Exercise objective
The expected output is exactly the lines below, starting at the line with "use url::Url;" and ending at the line with "schemes: &[&str]) ->", both included; no other line belongs in it.

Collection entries

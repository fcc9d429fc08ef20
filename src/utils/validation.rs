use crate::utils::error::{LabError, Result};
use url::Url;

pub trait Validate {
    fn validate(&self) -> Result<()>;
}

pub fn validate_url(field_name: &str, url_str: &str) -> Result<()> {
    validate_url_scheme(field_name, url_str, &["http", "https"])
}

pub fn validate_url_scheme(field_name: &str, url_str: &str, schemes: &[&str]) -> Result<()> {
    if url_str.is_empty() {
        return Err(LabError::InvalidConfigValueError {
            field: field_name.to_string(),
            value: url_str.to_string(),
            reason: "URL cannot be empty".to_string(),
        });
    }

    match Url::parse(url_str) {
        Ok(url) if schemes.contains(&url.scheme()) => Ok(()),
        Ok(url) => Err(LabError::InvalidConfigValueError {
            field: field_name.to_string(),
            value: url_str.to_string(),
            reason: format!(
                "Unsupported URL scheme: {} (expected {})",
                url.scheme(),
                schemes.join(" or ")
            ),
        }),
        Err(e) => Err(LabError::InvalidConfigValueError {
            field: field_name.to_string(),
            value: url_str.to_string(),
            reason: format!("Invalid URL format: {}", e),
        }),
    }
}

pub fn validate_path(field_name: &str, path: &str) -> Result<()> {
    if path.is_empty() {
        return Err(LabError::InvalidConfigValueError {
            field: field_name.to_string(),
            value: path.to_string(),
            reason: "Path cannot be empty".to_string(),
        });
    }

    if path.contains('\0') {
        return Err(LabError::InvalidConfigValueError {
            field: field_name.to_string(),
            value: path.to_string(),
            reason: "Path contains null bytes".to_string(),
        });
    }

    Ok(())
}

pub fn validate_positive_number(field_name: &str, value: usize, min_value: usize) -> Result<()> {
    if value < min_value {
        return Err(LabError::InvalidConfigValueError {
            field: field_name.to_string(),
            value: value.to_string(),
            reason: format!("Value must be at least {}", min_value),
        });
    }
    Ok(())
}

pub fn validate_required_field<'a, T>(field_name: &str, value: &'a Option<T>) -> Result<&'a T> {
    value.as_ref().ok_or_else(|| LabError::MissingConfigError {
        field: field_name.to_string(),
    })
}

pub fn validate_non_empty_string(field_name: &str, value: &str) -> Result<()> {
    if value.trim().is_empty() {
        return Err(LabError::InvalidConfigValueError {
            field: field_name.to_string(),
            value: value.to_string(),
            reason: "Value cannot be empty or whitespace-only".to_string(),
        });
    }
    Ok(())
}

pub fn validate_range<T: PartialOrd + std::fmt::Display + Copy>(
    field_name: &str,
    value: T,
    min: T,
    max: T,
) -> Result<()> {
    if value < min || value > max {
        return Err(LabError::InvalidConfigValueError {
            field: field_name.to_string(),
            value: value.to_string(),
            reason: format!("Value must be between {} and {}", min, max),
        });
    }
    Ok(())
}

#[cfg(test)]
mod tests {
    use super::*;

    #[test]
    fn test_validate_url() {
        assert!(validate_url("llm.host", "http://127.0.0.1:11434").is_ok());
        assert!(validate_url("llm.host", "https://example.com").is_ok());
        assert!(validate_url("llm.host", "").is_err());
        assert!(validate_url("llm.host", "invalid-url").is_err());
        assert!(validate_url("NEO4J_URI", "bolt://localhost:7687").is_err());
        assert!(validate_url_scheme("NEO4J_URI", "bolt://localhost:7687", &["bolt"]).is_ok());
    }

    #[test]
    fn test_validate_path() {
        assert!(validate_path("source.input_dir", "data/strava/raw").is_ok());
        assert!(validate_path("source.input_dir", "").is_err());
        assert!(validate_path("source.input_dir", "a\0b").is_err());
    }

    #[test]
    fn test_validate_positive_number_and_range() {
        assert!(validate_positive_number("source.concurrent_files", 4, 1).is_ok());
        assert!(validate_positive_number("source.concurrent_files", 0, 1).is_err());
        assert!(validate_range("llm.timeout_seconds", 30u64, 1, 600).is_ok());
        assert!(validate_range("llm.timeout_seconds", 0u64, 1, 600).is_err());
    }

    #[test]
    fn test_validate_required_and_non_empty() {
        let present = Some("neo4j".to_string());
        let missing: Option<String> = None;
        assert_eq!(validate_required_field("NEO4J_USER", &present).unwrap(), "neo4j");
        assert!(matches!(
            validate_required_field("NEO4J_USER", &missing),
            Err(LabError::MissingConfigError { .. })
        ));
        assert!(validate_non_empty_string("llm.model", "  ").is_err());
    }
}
* * *
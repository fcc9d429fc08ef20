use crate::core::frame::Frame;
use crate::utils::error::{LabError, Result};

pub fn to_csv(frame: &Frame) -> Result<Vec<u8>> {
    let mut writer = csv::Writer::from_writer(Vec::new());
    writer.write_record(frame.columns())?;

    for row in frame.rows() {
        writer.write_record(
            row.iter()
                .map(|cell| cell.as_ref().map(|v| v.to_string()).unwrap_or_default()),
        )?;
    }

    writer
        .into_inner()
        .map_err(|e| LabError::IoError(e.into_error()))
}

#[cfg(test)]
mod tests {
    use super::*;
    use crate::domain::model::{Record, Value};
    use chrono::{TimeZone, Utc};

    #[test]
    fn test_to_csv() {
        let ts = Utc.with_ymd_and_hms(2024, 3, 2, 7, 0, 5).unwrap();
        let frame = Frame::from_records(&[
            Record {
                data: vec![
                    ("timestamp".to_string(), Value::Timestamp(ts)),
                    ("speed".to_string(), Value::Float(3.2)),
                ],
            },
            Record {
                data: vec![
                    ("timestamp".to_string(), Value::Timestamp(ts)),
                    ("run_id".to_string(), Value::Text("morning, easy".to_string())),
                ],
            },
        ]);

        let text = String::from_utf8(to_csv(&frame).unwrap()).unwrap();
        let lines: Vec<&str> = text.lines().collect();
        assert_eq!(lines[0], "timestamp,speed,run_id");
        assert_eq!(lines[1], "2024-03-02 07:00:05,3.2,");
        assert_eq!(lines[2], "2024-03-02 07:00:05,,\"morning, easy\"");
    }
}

Solution
use url::Url;

pub trait Validate {
    fn validate(&self) -> Result<()>;
}

pub fn validate_url(field_name: &str, url_str: &str) -> Result<()> {
    validate_url_scheme(field_name, url_str, &["http", "https"])
}

pub fn validate_url_scheme(field_name: &str, url_str: &str, schemes: &[&str]) -> Result<()> {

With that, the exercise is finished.